I am trying to call a simple CustomJS callback when my line source changes

from bokeh.plotting import figure, show
from bokeh.models import CustomJS, Label

p = figure(width=400, height=400)

line = p.line(x = [1,2,3,4],y = [1,2,3,4],line_width=2,name="Line")

label = Label(x=3, y=8, text="Initial Text")
p.add_layout(label)

callback = CustomJS(
    code="""
        console.log("Callback executed");
    """,
)

line.data_source.js_on_change("data", callback)

show(p)

In the browser console, I tested two scenarios. In the first scenario, I updated the whole source, and the callback worked perfectly

var source = Bokeh.documents[0].get_model_by_name("Line").data_source;
source.data = { x: [1, 2, 3, 4, 7], y: [1, 2, 3, 4, 5] };
source.change.emit();

However, in the second scenario, I only updated source.data.y, and the callback was not called even if i use source.change.emit().

var source = Bokeh.documents[0].get_model_by_name("Line").data_source;
source.data.y = [1, 2, 3, 4, 10];
source.change.emit();

Any help on what I’m doing wrong gratefully received. Thanks.

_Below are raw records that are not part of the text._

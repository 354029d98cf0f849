//! CLI argument parsing with clap derive macros.

use std::path::PathBuf;

use clap::{Parser, Subcommand, ValueEnum};
use regionpick_core::grouping::GroupingMode;

const MODE_HELP: &str = "Grouping mode [default: from config, else initial]";

/// Browse and search a region catalog.
///
/// Loads region relationships and localized titles, groups countries by
/// initial, continent or subregion, and searches titles ignoring case and
/// diacritics. Output is plain text or JSON for scripting.
#[derive(Debug, Parser)]
#[command(name = "regionpick", version)]
pub struct Cli {
    #[command(flatten)]
    pub data: DataArgs,

    /// Output format
    #[arg(long, global = true, value_enum, default_value_t = OutputFormat::Text)]
    pub format: OutputFormat,

    #[command(subcommand)]
    pub command: Commands,
}

/// Where data and settings come from. Flags win over environment variables.
#[derive(Debug, Default, clap::Args)]
pub struct DataArgs {
    /// Directory holding regions.json and titles-<locale>.json
    #[arg(long, global = true, value_name = "DIR")]
    pub data_dir: Option<PathBuf>,

    /// Locale of the title table to load (e.g. en, fr)
    #[arg(long, global = true)]
    pub locale: Option<String>,

    /// Region code to pin as the device's current region
    #[arg(long, global = true, value_name = "CODE")]
    pub current_region: Option<String>,

    /// JSON file with picker options
    #[arg(long, global = true, value_name = "FILE")]
    pub config: Option<PathBuf>,
}

#[derive(Debug, Subcommand)]
pub enum Commands {
    /// Print the continent / subregion / country tree
    Catalog,

    /// Print the grouped sections
    #[command(after_help = "\
Examples:
  regionpick sections                         # Countries by initial letter
  regionpick sections --mode continent        # One section per continent
  regionpick sections --current-region FR     # Pin France on top
  regionpick sections --no-pin --format json  # Machine-readable, no pinning")]
    Sections(SectionsArgs),

    /// Search country titles, ignoring case and diacritics
    #[command(after_help = "\
Examples:
  regionpick search ger                       # Germany, Algeria, Niger...
  regionpick search aland --locale fr         # Matches \"Îles Åland\"
  regionpick search an --format json          # Hits with match ranges")]
    Search(SearchArgs),

    /// Print the section index titles
    Index(IndexArgs),

    /// Find where a region code is shown
    #[command(after_help = "\
Examples:
  regionpick locate DE                        # Location in the initial view
  regionpick locate DE --mode subregion       # Location in the subregion view
  regionpick locate DE --query ger            # Location among search hits")]
    Locate(LocateArgs),

    /// List the grouping modes
    Modes,
}

#[derive(Debug, clap::Args)]
pub struct SectionsArgs {
    #[arg(short, long, value_enum, help = MODE_HELP)]
    pub mode: Option<Mode>,

    /// Don't pin the current region
    #[arg(long)]
    pub no_pin: bool,
}

#[derive(Debug, clap::Args)]
pub struct SearchArgs {
    /// Text to look for in country titles
    pub query: String,
}

#[derive(Debug, clap::Args)]
pub struct IndexArgs {
    #[arg(short, long, value_enum, help = MODE_HELP)]
    pub mode: Option<Mode>,
}

#[derive(Debug, clap::Args)]
pub struct LocateArgs {
    /// Region code to look up (case-insensitive)
    pub code: String,

    #[arg(short, long, value_enum, help = MODE_HELP)]
    pub mode: Option<Mode>,

    /// Search query to apply first
    #[arg(short, long)]
    pub query: Option<String>,
}

#[derive(Debug, Clone, Copy, PartialEq, Eq, ValueEnum)]
pub enum Mode {
    /// By first letter of the country name
    Initial,
    /// By continent
    Continent,
    /// By subregion
    Subregion,
}

impl From<Mode> for GroupingMode {
    fn from(mode: Mode) -> Self {
        match mode {
            Mode::Initial => GroupingMode::ByCountryInitial,
            Mode::Continent => GroupingMode::ByContinent,
            Mode::Subregion => GroupingMode::BySubregion,
        }
    }
}

impl From<GroupingMode> for Mode {
    fn from(mode: GroupingMode) -> Self {
        match mode {
            GroupingMode::ByCountryInitial => Mode::Initial,
            GroupingMode::ByContinent => Mode::Continent,
            GroupingMode::BySubregion => Mode::Subregion,
        }
    }
}

impl Mode {
    /// Name accepted by `--mode`.
    pub fn flag_value(self) -> &'static str {
        match self {
            Mode::Initial => "initial",
            Mode::Continent => "continent",
            Mode::Subregion => "subregion",
        }
    }
}

#[derive(Debug, Clone, Copy, PartialEq, Eq, ValueEnum)]
pub enum OutputFormat {
    /// Human-readable text
    Text,
    /// Pretty-printed JSON
    Json,
}

#[cfg(test)]
mod tests {
    use super::*;

    #[test]
    fn test_global_flags_after_subcommand() {
        let cli = Cli::parse_from([
            "regionpick",
            "sections",
            "--mode",
            "continent",
            "--locale",
            "fr",
            "--format",
            "json",
        ]);

        assert_eq!(cli.data.locale.as_deref(), Some("fr"));
        assert_eq!(cli.format, OutputFormat::Json);
        match cli.command {
            Commands::Sections(args) => {
                assert_eq!(args.mode, Some(Mode::Continent));
                assert!(!args.no_pin);
            }
            _ => panic!("Expected sections command"),
        }
    }

    #[test]
    fn test_locate_with_query() {
        let cli = Cli::parse_from(["regionpick", "locate", "de", "-q", "ger"]);

        match cli.command {
            Commands::Locate(args) => {
                assert_eq!(args.code, "de");
                assert_eq!(args.query.as_deref(), Some("ger"));
                assert_eq!(args.mode, None);
            }
            _ => panic!("Expected locate command"),
        }
        assert_eq!(cli.format, OutputFormat::Text);
    }

    #[test]
    fn test_mode_maps_both_ways() {
        for mode in GroupingMode::ALL {
            assert_eq!(GroupingMode::from(Mode::from(mode)), mode);
        }
        assert_eq!(Mode::from(GroupingMode::BySubregion).flag_value(), "subregion");
    }

    #[test]
    fn test_cli_definition_is_valid() {
        use clap::CommandFactory;
        Cli::command().debug_assert();
    }
}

source.change.emit() does not generate a property-change event for the data property, which is specifically what the callback is listening for. If you really want to do this, then:

source.properties.data.change.emit("data");

But this approach is really getting into the weeds of BokehJS internals. Really, the recommended practice is to actually just update the property for real:

source.data = new_data

Constructing a new data object with existing columns is a lightweight operation, it’s not going to do a deep-copy, for example.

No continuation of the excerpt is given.